____ Provided data

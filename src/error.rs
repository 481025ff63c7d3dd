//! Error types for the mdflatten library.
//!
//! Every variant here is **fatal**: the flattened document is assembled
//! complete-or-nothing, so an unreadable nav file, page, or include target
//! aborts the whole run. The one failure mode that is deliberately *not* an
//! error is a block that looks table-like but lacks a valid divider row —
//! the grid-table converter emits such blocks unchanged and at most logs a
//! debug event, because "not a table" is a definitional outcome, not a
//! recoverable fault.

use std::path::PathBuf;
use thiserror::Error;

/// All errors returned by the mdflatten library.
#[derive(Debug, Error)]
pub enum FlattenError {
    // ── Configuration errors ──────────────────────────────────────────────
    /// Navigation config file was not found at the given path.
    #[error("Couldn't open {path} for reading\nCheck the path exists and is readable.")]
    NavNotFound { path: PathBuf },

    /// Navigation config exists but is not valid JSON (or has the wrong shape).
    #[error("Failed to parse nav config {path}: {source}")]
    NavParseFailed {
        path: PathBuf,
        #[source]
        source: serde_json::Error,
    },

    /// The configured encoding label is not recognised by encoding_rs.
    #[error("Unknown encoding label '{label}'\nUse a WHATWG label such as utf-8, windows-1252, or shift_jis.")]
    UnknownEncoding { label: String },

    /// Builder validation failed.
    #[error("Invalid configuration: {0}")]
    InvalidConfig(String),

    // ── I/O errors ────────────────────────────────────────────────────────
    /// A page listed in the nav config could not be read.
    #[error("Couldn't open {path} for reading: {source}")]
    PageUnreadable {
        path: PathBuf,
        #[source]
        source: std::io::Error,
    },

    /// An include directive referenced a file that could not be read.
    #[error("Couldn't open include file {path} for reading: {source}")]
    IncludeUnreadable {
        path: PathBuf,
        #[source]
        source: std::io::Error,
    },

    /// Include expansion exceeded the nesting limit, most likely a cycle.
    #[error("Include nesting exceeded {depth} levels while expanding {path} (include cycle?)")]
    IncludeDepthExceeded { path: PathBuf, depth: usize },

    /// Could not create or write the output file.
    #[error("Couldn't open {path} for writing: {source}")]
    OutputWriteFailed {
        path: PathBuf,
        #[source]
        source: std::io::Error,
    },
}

________
____ Provided data

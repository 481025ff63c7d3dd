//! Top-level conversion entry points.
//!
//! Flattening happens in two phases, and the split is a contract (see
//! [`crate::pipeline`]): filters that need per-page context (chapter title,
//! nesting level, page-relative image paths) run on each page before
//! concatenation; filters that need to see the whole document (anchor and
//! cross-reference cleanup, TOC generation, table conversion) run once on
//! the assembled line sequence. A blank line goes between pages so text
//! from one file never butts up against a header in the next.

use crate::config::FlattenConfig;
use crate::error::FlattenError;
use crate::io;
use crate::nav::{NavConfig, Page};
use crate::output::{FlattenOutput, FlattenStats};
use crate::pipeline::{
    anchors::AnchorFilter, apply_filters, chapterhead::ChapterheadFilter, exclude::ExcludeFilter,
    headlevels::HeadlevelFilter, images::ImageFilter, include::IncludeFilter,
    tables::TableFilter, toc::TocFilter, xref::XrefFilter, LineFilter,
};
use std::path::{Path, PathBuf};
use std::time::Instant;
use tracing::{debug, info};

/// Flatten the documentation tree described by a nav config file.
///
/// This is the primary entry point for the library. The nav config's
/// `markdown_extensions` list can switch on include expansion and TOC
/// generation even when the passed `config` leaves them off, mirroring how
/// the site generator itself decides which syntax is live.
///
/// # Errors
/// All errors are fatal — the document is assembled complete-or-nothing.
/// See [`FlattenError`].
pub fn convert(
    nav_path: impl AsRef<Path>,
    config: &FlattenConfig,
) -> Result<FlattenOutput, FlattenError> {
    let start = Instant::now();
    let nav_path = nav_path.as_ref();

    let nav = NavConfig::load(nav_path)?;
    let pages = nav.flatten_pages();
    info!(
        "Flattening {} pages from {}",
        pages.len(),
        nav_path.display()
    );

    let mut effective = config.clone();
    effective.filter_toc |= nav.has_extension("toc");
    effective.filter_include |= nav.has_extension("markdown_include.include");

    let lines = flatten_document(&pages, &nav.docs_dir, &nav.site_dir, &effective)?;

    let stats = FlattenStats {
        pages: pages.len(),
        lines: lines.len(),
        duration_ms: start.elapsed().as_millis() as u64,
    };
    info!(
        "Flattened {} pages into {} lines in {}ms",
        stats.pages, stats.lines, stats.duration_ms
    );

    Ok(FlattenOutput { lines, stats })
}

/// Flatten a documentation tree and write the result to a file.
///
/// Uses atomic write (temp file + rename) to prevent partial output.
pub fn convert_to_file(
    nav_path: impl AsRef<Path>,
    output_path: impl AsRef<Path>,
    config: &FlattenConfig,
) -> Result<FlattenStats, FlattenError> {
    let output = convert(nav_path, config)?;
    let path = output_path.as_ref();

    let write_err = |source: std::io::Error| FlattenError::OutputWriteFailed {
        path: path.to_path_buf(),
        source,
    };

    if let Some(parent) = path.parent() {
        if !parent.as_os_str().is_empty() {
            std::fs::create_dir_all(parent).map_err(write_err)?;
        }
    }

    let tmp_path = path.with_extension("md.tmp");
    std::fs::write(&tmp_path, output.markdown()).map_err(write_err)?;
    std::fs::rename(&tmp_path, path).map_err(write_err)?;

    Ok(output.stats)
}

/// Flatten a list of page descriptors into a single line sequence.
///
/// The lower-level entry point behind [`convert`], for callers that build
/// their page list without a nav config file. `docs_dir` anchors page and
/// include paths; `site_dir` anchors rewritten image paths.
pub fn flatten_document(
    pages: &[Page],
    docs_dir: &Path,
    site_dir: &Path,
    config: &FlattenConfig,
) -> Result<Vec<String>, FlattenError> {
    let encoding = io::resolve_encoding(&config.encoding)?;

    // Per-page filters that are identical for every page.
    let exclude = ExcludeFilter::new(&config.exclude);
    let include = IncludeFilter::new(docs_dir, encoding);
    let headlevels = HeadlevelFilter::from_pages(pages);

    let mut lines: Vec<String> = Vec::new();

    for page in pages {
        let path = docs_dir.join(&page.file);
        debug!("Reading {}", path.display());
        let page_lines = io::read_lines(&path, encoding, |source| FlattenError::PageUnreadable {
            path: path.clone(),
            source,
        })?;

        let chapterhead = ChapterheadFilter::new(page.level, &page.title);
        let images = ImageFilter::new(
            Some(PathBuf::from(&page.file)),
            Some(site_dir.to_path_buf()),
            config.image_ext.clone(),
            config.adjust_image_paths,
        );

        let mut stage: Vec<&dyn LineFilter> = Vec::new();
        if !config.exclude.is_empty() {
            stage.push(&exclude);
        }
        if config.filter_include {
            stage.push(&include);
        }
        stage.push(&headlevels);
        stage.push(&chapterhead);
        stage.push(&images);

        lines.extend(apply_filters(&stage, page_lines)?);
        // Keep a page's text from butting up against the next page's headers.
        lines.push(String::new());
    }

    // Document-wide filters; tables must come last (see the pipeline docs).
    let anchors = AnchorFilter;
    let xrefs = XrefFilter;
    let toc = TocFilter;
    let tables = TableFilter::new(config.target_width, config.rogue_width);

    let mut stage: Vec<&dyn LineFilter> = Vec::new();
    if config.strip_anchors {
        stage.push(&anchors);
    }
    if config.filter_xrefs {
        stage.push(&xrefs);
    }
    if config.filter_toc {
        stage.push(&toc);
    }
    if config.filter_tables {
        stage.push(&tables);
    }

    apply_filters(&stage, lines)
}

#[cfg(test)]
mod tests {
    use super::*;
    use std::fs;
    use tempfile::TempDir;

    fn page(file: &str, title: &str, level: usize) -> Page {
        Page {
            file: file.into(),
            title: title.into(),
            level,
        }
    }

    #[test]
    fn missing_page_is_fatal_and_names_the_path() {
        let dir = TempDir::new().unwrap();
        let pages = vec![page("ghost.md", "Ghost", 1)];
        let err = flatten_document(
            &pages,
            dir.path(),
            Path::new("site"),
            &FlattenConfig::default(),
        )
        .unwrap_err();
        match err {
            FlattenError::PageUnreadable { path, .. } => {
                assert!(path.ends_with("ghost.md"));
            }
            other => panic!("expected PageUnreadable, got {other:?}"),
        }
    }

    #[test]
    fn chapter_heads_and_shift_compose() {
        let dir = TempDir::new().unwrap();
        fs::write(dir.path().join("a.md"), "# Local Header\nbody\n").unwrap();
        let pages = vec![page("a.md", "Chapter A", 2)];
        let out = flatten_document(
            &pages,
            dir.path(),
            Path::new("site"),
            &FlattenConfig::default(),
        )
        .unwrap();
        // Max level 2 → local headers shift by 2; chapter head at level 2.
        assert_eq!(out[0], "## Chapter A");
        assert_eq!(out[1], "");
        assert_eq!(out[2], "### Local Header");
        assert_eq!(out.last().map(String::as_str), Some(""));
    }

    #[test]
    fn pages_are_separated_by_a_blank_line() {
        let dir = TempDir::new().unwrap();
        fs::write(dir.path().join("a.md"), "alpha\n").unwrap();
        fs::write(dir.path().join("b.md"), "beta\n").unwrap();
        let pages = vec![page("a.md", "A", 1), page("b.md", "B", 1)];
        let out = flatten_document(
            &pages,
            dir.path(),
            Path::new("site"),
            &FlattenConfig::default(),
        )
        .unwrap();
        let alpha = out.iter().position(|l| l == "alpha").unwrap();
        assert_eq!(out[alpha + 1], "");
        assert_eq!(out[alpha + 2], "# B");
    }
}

________

Reproduce every line of the records containing the string "Some".

§ Answer section:
    if let Some(parent) = path.parent() {
            Some(PathBuf::from(&page.file)),
            Some(site_dir.to_path_buf()),
        assert_eq!(out.last().map(String::as_str), Some(""));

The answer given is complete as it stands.